-------- INPUT --------

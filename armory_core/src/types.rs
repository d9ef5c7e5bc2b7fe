//! Core types shared across the armory

use serde::{Deserialize, Serialize};
use std::collections::BTreeMap;
use std::fmt;

/// Named stat -> integer value
///
/// A `BTreeMap` keeps stat order stable for display and export.
pub type StatMap = BTreeMap<String, i32>;

/// Lowest value a derived stat can take
pub const STAT_MIN: i32 = 0;
/// Highest value a derived stat can take
pub const STAT_MAX: i32 = 100;

/// Energy capacity of a loadout with no base item
pub const DEFAULT_ENERGY_CAPACITY: u32 = 100;

/// Stats every fresh loadout starts with (all zero)
pub const DEFAULT_STATS: [&str; 4] = ["stealth", "mobility", "power", "tech"];

/// Zeroed stat map used by empty loadouts
pub fn zeroed_stats() -> StatMap {
    DEFAULT_STATS.iter().map(|s| (s.to_string(), 0)).collect()
}

/// Attachment slot on a base item
#[derive(Debug, Clone, Copy, PartialEq, Eq, PartialOrd, Ord, Hash, Serialize, Deserialize)]
#[serde(rename_all = "snake_case")]
pub enum SlotCategory {
    Optic,
    Barrel,
    Magazine,
    Grip,
    Stock,
    Muzzle,
    Laser,
    Underbarrel,
}

impl SlotCategory {
    /// Get all slot categories, in display order
    pub fn all() -> &'static [SlotCategory] {
        &[
            SlotCategory::Optic,
            SlotCategory::Barrel,
            SlotCategory::Magazine,
            SlotCategory::Grip,
            SlotCategory::Stock,
            SlotCategory::Muzzle,
            SlotCategory::Laser,
            SlotCategory::Underbarrel,
        ]
    }

    pub fn name(&self) -> &'static str {
        match self {
            SlotCategory::Optic => "optic",
            SlotCategory::Barrel => "barrel",
            SlotCategory::Magazine => "magazine",
            SlotCategory::Grip => "grip",
            SlotCategory::Stock => "stock",
            SlotCategory::Muzzle => "muzzle",
            SlotCategory::Laser => "laser",
            SlotCategory::Underbarrel => "underbarrel",
        }
    }
}

impl fmt::Display for SlotCategory {
    fn fmt(&self, f: &mut fmt::Formatter<'_>) -> fmt::Result {
        f.write_str(self.name())
    }
}

/// Rarity tier shared by base items, attachments and skins
#[derive(Debug, Clone, Copy, Default, PartialEq, Eq, PartialOrd, Ord, Hash, Serialize, Deserialize)]
#[serde(rename_all = "snake_case")]
pub enum Rarity {
    #[default]
    Common,
    Rare,
    Epic,
    Legendary,
}

impl Rarity {
    pub fn name(&self) -> &'static str {
        match self {
            Rarity::Common => "common",
            Rarity::Rare => "rare",
            Rarity::Epic => "epic",
            Rarity::Legendary => "legendary",
        }
    }
}

/// Identifier for a saved loadout
#[derive(Debug, Clone, PartialEq, Eq, PartialOrd, Ord, Hash, Serialize, Deserialize)]
#[serde(transparent)]
pub struct LoadoutId(pub String);

impl LoadoutId {
    /// Mint a fresh identifier
    pub fn generate() -> Self {
        LoadoutId(format!("loadout-{}", uuid::Uuid::new_v4().simple()))
    }

    pub fn as_str(&self) -> &str {
        &self.0
    }
}

impl From<&str> for LoadoutId {
    fn from(s: &str) -> Self {
        LoadoutId(s.to_string())
    }
}

impl From<String> for LoadoutId {
    fn from(s: String) -> Self {
        LoadoutId(s)
    }
}

impl fmt::Display for LoadoutId {
    fn fmt(&self, f: &mut fmt::Formatter<'_>) -> fmt::Result {
        f.write_str(&self.0)
    }
}
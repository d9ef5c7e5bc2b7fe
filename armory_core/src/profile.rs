//! Agent profile: experience, level and achievements

use serde::{Deserialize, Serialize};

/// Experience needed per level
pub const XP_PER_LEVEL: u64 = 1000;

/// The player's persistent profile
///
/// Level is never stored; it is always derived from `xp`.
#[derive(Debug, Clone, PartialEq, Eq, Serialize, Deserialize)]
#[serde(rename_all = "camelCase")]
pub struct AgentProfile {
    pub name: String,
    xp: u64,
    /// Mirrors the size of the saved-loadouts collection
    pub total_builds: usize,
}

impl Default for AgentProfile {
    fn default() -> Self {
        Self::new("AGENT-001")
    }
}

impl AgentProfile {
    pub fn new(name: impl Into<String>) -> Self {
        AgentProfile {
            name: name.into(),
            xp: 0,
            total_builds: 0,
        }
    }

    pub fn xp(&self) -> u64 {
        self.xp
    }

    /// Add experience; xp never decreases
    pub fn add_xp(&mut self, amount: u64) {
        self.xp = self.xp.saturating_add(amount);
    }

    /// `floor(xp / 1000) + 1`
    pub fn level(&self) -> u64 {
        self.xp / XP_PER_LEVEL + 1
    }

    /// Experience earned inside the current level
    pub fn xp_into_level(&self) -> u64 {
        self.xp % XP_PER_LEVEL
    }

    /// Experience still missing for the next level
    pub fn xp_to_next_level(&self) -> u64 {
        XP_PER_LEVEL - self.xp_into_level()
    }

    /// Badges unlocked for a given number of saved loadouts
    pub fn achievements(&self, saved_count: usize) -> Vec<Achievement> {
        Achievement::all()
            .iter()
            .map(|kind| Achievement {
                kind: *kind,
                completed: kind.is_met(saved_count, self.level()),
            })
            .collect()
    }
}

/// Achievement identifiers
#[derive(Debug, Clone, Copy, PartialEq, Eq, Hash, Serialize, Deserialize)]
#[serde(rename_all = "kebab-case")]
pub enum AchievementKind {
    FirstBuild,
    FiveBuilds,
    TenBuilds,
    LevelFive,
    LevelTen,
}

impl AchievementKind {
    pub fn id(&self) -> &'static str {
        match self {
            AchievementKind::FirstBuild => "first-build",
            AchievementKind::FiveBuilds => "five-builds",
            AchievementKind::TenBuilds => "ten-builds",
            AchievementKind::LevelFive => "level-five",
            AchievementKind::LevelTen => "level-ten",
        }
    }

    pub fn name(&self) -> &'static str {
        match self {
            AchievementKind::FirstBuild => "First Build",
            AchievementKind::FiveBuilds => "Arsenal Builder",
            AchievementKind::TenBuilds => "Master Armorer",
            AchievementKind::LevelFive => "Elite Agent",
            AchievementKind::LevelTen => "Legendary",
        }
    }

    pub fn description(&self) -> &'static str {
        match self {
            AchievementKind::FirstBuild => "Create your first loadout",
            AchievementKind::FiveBuilds => "Create 5 loadouts",
            AchievementKind::TenBuilds => "Create 10 loadouts",
            AchievementKind::LevelFive => "Reach level 5",
            AchievementKind::LevelTen => "Reach level 10",
        }
    }

    fn is_met(&self, saved_count: usize, level: u64) -> bool {
        match self {
            AchievementKind::FirstBuild => saved_count >= 1,
            AchievementKind::FiveBuilds => saved_count >= 5,
            AchievementKind::TenBuilds => saved_count >= 10,
            AchievementKind::LevelFive => level >= 5,
            AchievementKind::LevelTen => level >= 10,
        }
    }
}

/// An achievement and whether it is unlocked
#[derive(Debug, Clone, Copy, PartialEq, Eq)]
pub struct Achievement {
    pub kind: AchievementKind,
    pub completed: bool,
}

impl Achievement {
    pub fn all() -> &'static [AchievementKind] {
        &[
            AchievementKind::FirstBuild,
            AchievementKind::FiveBuilds,
            AchievementKind::TenBuilds,
            AchievementKind::LevelFive,
            AchievementKind::LevelTen,
        ]
    }
}
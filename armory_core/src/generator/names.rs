//! Build name suggestions

use crate::catalog::BaseItem;
use rand::seq::SliceRandom;
use rand::Rng;

const ADJECTIVES: [&str; 8] = [
    "Shadow", "Ghost", "Viper", "Phoenix", "Crimson", "Apex", "Elite", "Prime",
];

const SUFFIXES: [&str; 6] = [
    "Protocol",
    "Operative",
    "Configuration",
    "Loadout",
    "Arsenal",
    "System",
];

/// Name used when there is no base item to build a name around
pub const UNTITLED_BUILD: &str = "Untitled Build";

/// Suggest a name like "Viper Phantom SMG Protocol"
pub fn generate_build_name<R: Rng + ?Sized>(base_item: Option<&BaseItem>, rng: &mut R) -> String {
    let Some(base) = base_item else {
        return UNTITLED_BUILD.to_string();
    };

    let adjective = ADJECTIVES.choose(rng).copied().unwrap_or("Prime");
    let suffix = SUFFIXES.choose(rng).copied().unwrap_or("Loadout");
    format!("{} {} {}", adjective, base.name, suffix)
}

#[cfg(test)]
mod tests {
    use super::*;
    use crate::types::{Rarity, StatMap};
    use rand::SeedableRng;
    use rand_chacha::ChaCha8Rng;

    #[test]
    fn test_untitled_without_base() {
        let mut rng = ChaCha8Rng::seed_from_u64(1);
        assert_eq!(generate_build_name(None, &mut rng), UNTITLED_BUILD);
    }

    #[test]
    fn test_name_wraps_base_item() {
        let base = BaseItem {
            id: "phantom-smg".to_string(),
            name: "Phantom SMG".to_string(),
            kind: "smg".to_string(),
            rarity: Rarity::Rare,
            base_stats: StatMap::new(),
            energy_capacity: 100,
            description: String::new(),
        };
        let mut rng = ChaCha8Rng::seed_from_u64(1);

        for _ in 0..20 {
            let name = generate_build_name(Some(&base), &mut rng);
            let words: Vec<&str> = name.split(' ').collect();
            assert_eq!(words.len(), 4, "{}", name);
            assert!(ADJECTIVES.contains(&words[0]));
            assert_eq!(&words[1..3], ["Phantom", "SMG"]);
            assert!(SUFFIXES.contains(&words[3]));
        }
    }
}
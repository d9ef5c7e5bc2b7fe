//! JSON file storage

use super::{PersistedState, PersistenceError, Storage};
use std::fs;
use std::io::ErrorKind;
use std::path::{Path, PathBuf};

/// Stores state as one pretty-printed JSON document
///
/// Writes go to a sibling temp file first and are renamed into place, so a
/// crash mid-write leaves the previous document intact.
#[derive(Debug, Clone)]
pub struct JsonFileStorage {
    path: PathBuf,
}

impl JsonFileStorage {
    pub fn new(path: impl Into<PathBuf>) -> Self {
        JsonFileStorage { path: path.into() }
    }

    pub fn path(&self) -> &Path {
        &self.path
    }

    fn temp_path(&self) -> PathBuf {
        self.sibling(".tmp")
    }

    /// Where an unreadable document is moved before it can be overwritten
    pub fn corrupt_path(&self) -> PathBuf {
        self.sibling(".corrupt")
    }

    fn sibling(&self, suffix: &str) -> PathBuf {
        let mut name = self
            .path
            .file_name()
            .map(|n| n.to_os_string())
            .unwrap_or_default();
        name.push(suffix);
        self.path.with_file_name(name)
    }

    fn set_aside(&self) {
        let target = self.corrupt_path();
        match fs::rename(&self.path, &target) {
            Ok(()) => tracing::warn!(
                path = %self.path.display(),
                moved_to = %target.display(),
                "unreadable state moved aside"
            ),
            Err(e) => tracing::error!(path = %self.path.display(), error = %e, "could not move unreadable state aside"),
        }
    }
}

impl Storage for JsonFileStorage {
    fn load(&self) -> Result<Option<PersistedState>, PersistenceError> {
        let content = match fs::read_to_string(&self.path) {
            Ok(content) => content,
            Err(e) if e.kind() == ErrorKind::NotFound => return Ok(None),
            Err(e) => return Err(e.into()),
        };

        if content.trim().is_empty() {
            return Ok(None);
        }

        match serde_json::from_str(&content) {
            Ok(state) => Ok(Some(state)),
            Err(e) => {
                self.set_aside();
                Err(e.into())
            }
        }
    }

    fn save(&mut self, state: &PersistedState) -> Result<(), PersistenceError> {
        if let Some(parent) = self.path.parent() {
            if !parent.as_os_str().is_empty() {
                fs::create_dir_all(parent)?;
            }
        }

        let json = serde_json::to_string_pretty(state)?;
        let temp = self.temp_path();
        fs::write(&temp, json)?;
        fs::rename(&temp, &self.path)?;
        tracing::debug!(path = %self.path.display(), "state written");
        Ok(())
    }
}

--------

YOUR INSTRUCTIONS - Scanning the data above, copy out every line where "FiveBuilds" is found.

OUTPUT FOR THIS TASK -
    FiveBuilds,
            AchievementKind::FiveBuilds => "five-builds",
            AchievementKind::FiveBuilds => "Arsenal Builder",
            AchievementKind::FiveBuilds => "Create 5 loadouts",
            AchievementKind::FiveBuilds => saved_count >= 5,
            AchievementKind::FiveBuilds,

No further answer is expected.